Porting Burst to the New LLVM Pass Manager

Last week the Burst team shook up our day-to-day schedules with the opposite of a Unity classic - the hackweek. Unity has a strong culture around taking a week or two a year (once with the whole company, maybe once with your team), to hack on something that you think might be an interesting avenue for the future of Unity. These projects have often been spun out into products or parts of products in their own right.

But what about the opposite of hacking - what about spending some time consolidating what is currently there and working on the things that you really think will benefit the product over all, but haven’t had the time to work on. We did exactly that last week.

One thing that has been bugging me since LLVM 12 landed was that we were still using the legacy pass manager, which was the default optimization pipeline for LLVM for every release prior to LLVM 12. But in LLVM 12 they finally, after about 7 years since I first heard about the new pass manager, pulled the trigger and switched the default pipeline over. Since the legacy pass manager is still in the codebase (it is still actually being used at present to power the backend infrastructure), we didn’t have to use the new one with Burst. But the writing is clearly on the wall for the legacy pass manager, and I’ve heard and read claims that the new pass manager does some things better than the legacy one, maybe meaning faster compilation or better codegen.

So TL;DR I’ve added the new pass manager support to Burst, and here is a brain dump of how I went about it incase there is anyone else wanting to attempt the feat - hopefully you can avoid a few of the landmines I trod on!

Porting Over a Pass⌗

The first thing is - how do you port a pass over from the legacy pass manager to the new one. Keep in mind that our code with Burst has to support LLVM 8..12 at present (for various platform reasons), so all my passes must work with the legacy pass manager and the new one concurrently, in the same codebase. I’d argue that you should do this approach anyway even if you want to abandon the legacy pass manager because:

While porting both the legacy and the new pass manager code should work in the same codebase, letting you A/B test the changes for any regressions.
Also lets you do performance profiling between the pass managers too.
Even after landing you might yet find some corner case in the new pass manager that is broken and need to switch back to the old approach.
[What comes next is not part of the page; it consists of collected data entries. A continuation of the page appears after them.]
//! PM8921 PMIC GPIO configuration.
//!
//! The PMIC exposes its GPIOs through the system GPIO number space. PMIC
//! GPIOs are numbered from 1 and start right after the SoC's own GPIO
//! interrupts:
//!
//! ```text
//! sys = pm_gpio - 1 + PM8921_GPIO_BASE
//! ```

use crate::gpio::GpioNum;

/// First system GPIO number owned by the PM8921 (`NR_GPIO_IRQS` on MSM8960).
pub const PM8921_GPIO_BASE: u16 = 152;

/// Map a 1-based PMIC GPIO index onto the system GPIO number space.
///
/// `pm_gpio == 0` is not a valid PMIC GPIO; it maps onto `base` itself.
#[must_use]
pub const fn pm_to_sys(base: u16, pm_gpio: u16) -> GpioNum {
    GpioNum::new(base.saturating_add(pm_gpio.saturating_sub(1)))
}

/// Pin direction
#[derive(Debug, Clone, Copy, PartialEq, Eq)]
#[cfg_attr(feature = "defmt", derive(defmt::Format))]
pub enum Direction {
    /// Input only
    Input,
    /// Output only
    Output,
    /// Bidirectional
    Both,
}

/// Output buffer type
#[derive(Debug, Clone, Copy, PartialEq, Eq)]
#[cfg_attr(feature = "defmt", derive(defmt::Format))]
pub enum OutputBuffer {
    /// Push-pull
    Cmos,
    /// Open drain
    OpenDrain,
}

/// Pull resistor selection
#[derive(Debug, Clone, Copy, PartialEq, Eq)]
#[cfg_attr(feature = "defmt", derive(defmt::Format))]
pub enum Pull {
    /// 30 µA pull-up
    Up30,
    /// 1.5 µA pull-up
    Up1p5,
    /// 31.5 µA pull-up
    Up31p5,
    /// 1.5 µA + 30 µA boost pull-up
    Up1p5Boost30,
    /// Pull-down
    Down,
    /// No pull
    None,
}

/// Supply rail the pin's I/O cell is referenced to.
#[derive(Debug, Clone, Copy, PartialEq, Eq)]
#[cfg_attr(feature = "defmt", derive(defmt::Format))]
pub enum VinSelect {
    /// VPH_PWR
    Vph,
    /// BB
    Bb,
    /// S4 (1.8 V)
    S4,
    /// L15
    L15,
    /// L4
    L4,
    /// L3
    L3,
    /// L17
    L17,
}

/// Output drive strength
#[derive(Debug, Clone, Copy, PartialEq, Eq)]
#[cfg_attr(feature = "defmt", derive(defmt::Format))]
pub enum Strength {
    /// Output disabled
    NoDrive,
    /// High drive
    High,
    /// Medium drive
    Med,
    /// Low drive
    Low,
}

/// Pin function
#[derive(Debug, Clone, Copy, PartialEq, Eq)]
#[cfg_attr(feature = "defmt", derive(defmt::Format))]
pub enum Function {
    /// Plain GPIO
    Normal,
    /// Paired with the adjacent pin
    Paired,
    /// Special function 1
    Func1,
    /// Special function 2
    Func2,
    /// DTEST1
    Dtest1,
    /// DTEST2
    Dtest2,
    /// DTEST3
    Dtest3,
    /// DTEST4
    Dtest4,
}

/// Electrical configuration of a single PMIC GPIO.
#[derive(Debug, Clone, Copy, PartialEq, Eq)]
#[cfg_attr(feature = "defmt", derive(defmt::Format))]
pub struct PmGpioConfig {
    /// Direction
    pub direction: Direction,
    /// Output buffer type
    pub output_buffer: OutputBuffer,
    /// Initial output level (`true` = high)
    pub output_value: bool,
    /// Pull resistor
    pub pull: Pull,
    /// Supply reference
    pub vin_sel: VinSelect,
    /// Drive strength
    pub out_strength: Strength,
    /// Pin function
    pub function: Function,
    /// Invert interrupt polarity
    pub inv_int_pol: bool,
    /// Disable the pin entirely
    pub disable_pin: bool,
}

impl PmGpioConfig {
    /// Push-pull output on S4, medium drive, no pull, driven high.
    #[must_use]
    pub const fn output_high() -> Self {
        Self {
            direction: Direction::Output,
            output_buffer: OutputBuffer::Cmos,
            output_value: true,
            pull: Pull::None,
            vin_sel: VinSelect::S4,
            out_strength: Strength::Med,
            function: Function::Normal,
            inv_int_pol: false,
            disable_pin: false,
        }
    }
}

/// PMIC GPIO configuration interface.
pub trait PmicGpio {
    /// Error type
    type Error: core::fmt::Debug;

    /// Apply `config` to `pin`.
    fn configure(&mut self, pin: GpioNum, config: &PmGpioConfig) -> Result<(), Self::Error>;
}

#[cfg(test)]
mod tests {
    use super::*;

    #[test]
    fn pmic_gpio_one_is_the_base() {
        assert_eq!(pm_to_sys(PM8921_GPIO_BASE, 1).get(), PM8921_GPIO_BASE);
    }

    #[test]
    fn pmic_gpio_18_and_19_map_after_base() {
        assert_eq!(pm_to_sys(PM8921_GPIO_BASE, 18).get(), 169);
        assert_eq!(pm_to_sys(PM8921_GPIO_BASE, 19).get(), 170);
    }

    #[test]
    fn pmic_gpio_zero_does_not_underflow() {
        assert_eq!(pm_to_sys(10, 0).get(), 10);
    }

    #[test]
    fn output_high_drives_high() {
        let cfg = PmGpioConfig::output_high();
        assert_eq!(cfg.direction, Direction::Output);
        assert!(cfg.output_value);
        assert!(!cfg.disable_pin);
    }
}
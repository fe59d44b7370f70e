//! Tests for the "Speaker Function" control path.
//!
//! Writing the control only toggles the `Ext Spk` DAPM endpoint. The
//! amplifier follows later, when DAPM delivers the widget event.

use msm8960_audio::config::{CODEC_NAME, EXT_SPK, SPEAKER_FUNCTION};
use msm8960_audio::{AmpConfig, Msm8960Card, SpeakerFunction};
use platform::control::{ControlChange, ControlError};
use platform::dapm::{DapmEvent, WidgetEventHandler};
use platform::mocks::{CodecCall, MockCodec, MockPinRegistry};

fn card() -> Msm8960Card<MockPinRegistry> {
    Msm8960Card::new(MockPinRegistry::new(), AmpConfig::default())
}

/// The control reads back as "Off" before anything is written.
#[test]
fn initial_selection_is_off() {
    let card = card();
    assert_eq!(card.control_get(SPEAKER_FUNCTION), Ok(0));
    assert_eq!(card.speaker().selection(), SpeakerFunction::Off);
}

/// Writing the current value makes no DAPM calls and reports no change.
#[test]
fn unchanged_write_is_silent() {
    let mut card = card();
    let mut dapm = MockCodec::new(CODEC_NAME);

    assert_eq!(
        card.control_put(SPEAKER_FUNCTION, 0, &mut dapm),
        Ok(ControlChange::Unchanged)
    );
    assert!(dapm.calls().is_empty());

    card.control_put(SPEAKER_FUNCTION, 1, &mut dapm).unwrap();
    dapm.clear_calls();
    assert_eq!(
        card.control_put(SPEAKER_FUNCTION, 1, &mut dapm),
        Ok(ControlChange::Unchanged)
    );
    assert!(dapm.calls().is_empty());
}

/// A new value stores, issues one enable/disable and one sync, and reports change.
#[test]
fn changed_write_toggles_pin_and_syncs_once() {
    let mut card = card();
    let mut dapm = MockCodec::new(CODEC_NAME);

    assert_eq!(
        card.control_put(SPEAKER_FUNCTION, 1, &mut dapm),
        Ok(ControlChange::Changed)
    );
    assert_eq!(card.control_get(SPEAKER_FUNCTION), Ok(1));
    assert_eq!(dapm.calls(), &[CodecCall::EnablePin(EXT_SPK), CodecCall::Sync]);

    dapm.clear_calls();
    assert_eq!(
        card.control_put(SPEAKER_FUNCTION, 0, &mut dapm),
        Ok(ControlChange::Changed)
    );
    assert_eq!(card.control_get(SPEAKER_FUNCTION), Ok(0));
    assert_eq!(dapm.calls(), &[CodecCall::DisablePin(EXT_SPK), CodecCall::Sync]);
    assert_eq!(dapm.pin_enabled(EXT_SPK), Some(false));
}

/// Out-of-range items are rejected without side effects.
#[test]
fn out_of_range_item_is_rejected() {
    let mut card = card();
    let mut dapm = MockCodec::new(CODEC_NAME);

    assert_eq!(
        card.control_put(SPEAKER_FUNCTION, 2, &mut dapm),
        Err(ControlError::InvalidItem {
            control: SPEAKER_FUNCTION,
            index: 2
        })
    );
    assert_eq!(card.control_get(SPEAKER_FUNCTION), Ok(0));
    assert!(dapm.calls().is_empty());
}

/// The control never drives the amplifier; only the widget event does.
#[test]
fn control_write_does_not_touch_the_amplifier() {
    let mut card = card();
    let mut dapm = MockCodec::new(CODEC_NAME);

    card.control_put(SPEAKER_FUNCTION, 1, &mut dapm).unwrap();
    assert!(!card.amp().is_on());
    assert!(card.amp().gpio().calls().is_empty());

    card.on_widget_event(EXT_SPK, DapmEvent::PostPmu).unwrap();
    assert!(card.amp().is_on());

    card.control_put(SPEAKER_FUNCTION, 0, &mut dapm).unwrap();
    assert!(card.amp().is_on(), "amp stays on until DAPM powers the widget down");

    card.on_widget_event(EXT_SPK, DapmEvent::PrePmd).unwrap();
    assert!(!card.amp().is_on());
}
So let’s take one of our custom passes in Burst - a pass that does a much more extensive job of removing dead loops from the code. We need this pass because we found a bunch of cases where vectorization was blocked by a dead inner loop. The pass structure looked like:

struct DeadLoopRemovalPass final : public llvm::FunctionPass
{
    DeadLoopRemovalPass() : llvm::FunctionPass(ID) {}

    bool runOnFunction(llvm::Function& function) override;

    void getAnalysisUsage(llvm::AnalysisUsage& analysisUsage) const override;

    llvm::StringRef getPassName() const override { return "Burst Dead Loop Removal"; }

    static char ID;
};

char DeadLoopRemovalPass::ID;

So I first looked at how LLVM did the dual support for legacy/new pass managers. Their general overall approach is one of two ways:

Either they have a wrapper around the new pass manager structure, providing the same code to the legacy pass manager.
Or they have a shared class that both the legacy/new pass managers will use.

I decided to use the latter approach, for no reason other than it seemed easier to port over to.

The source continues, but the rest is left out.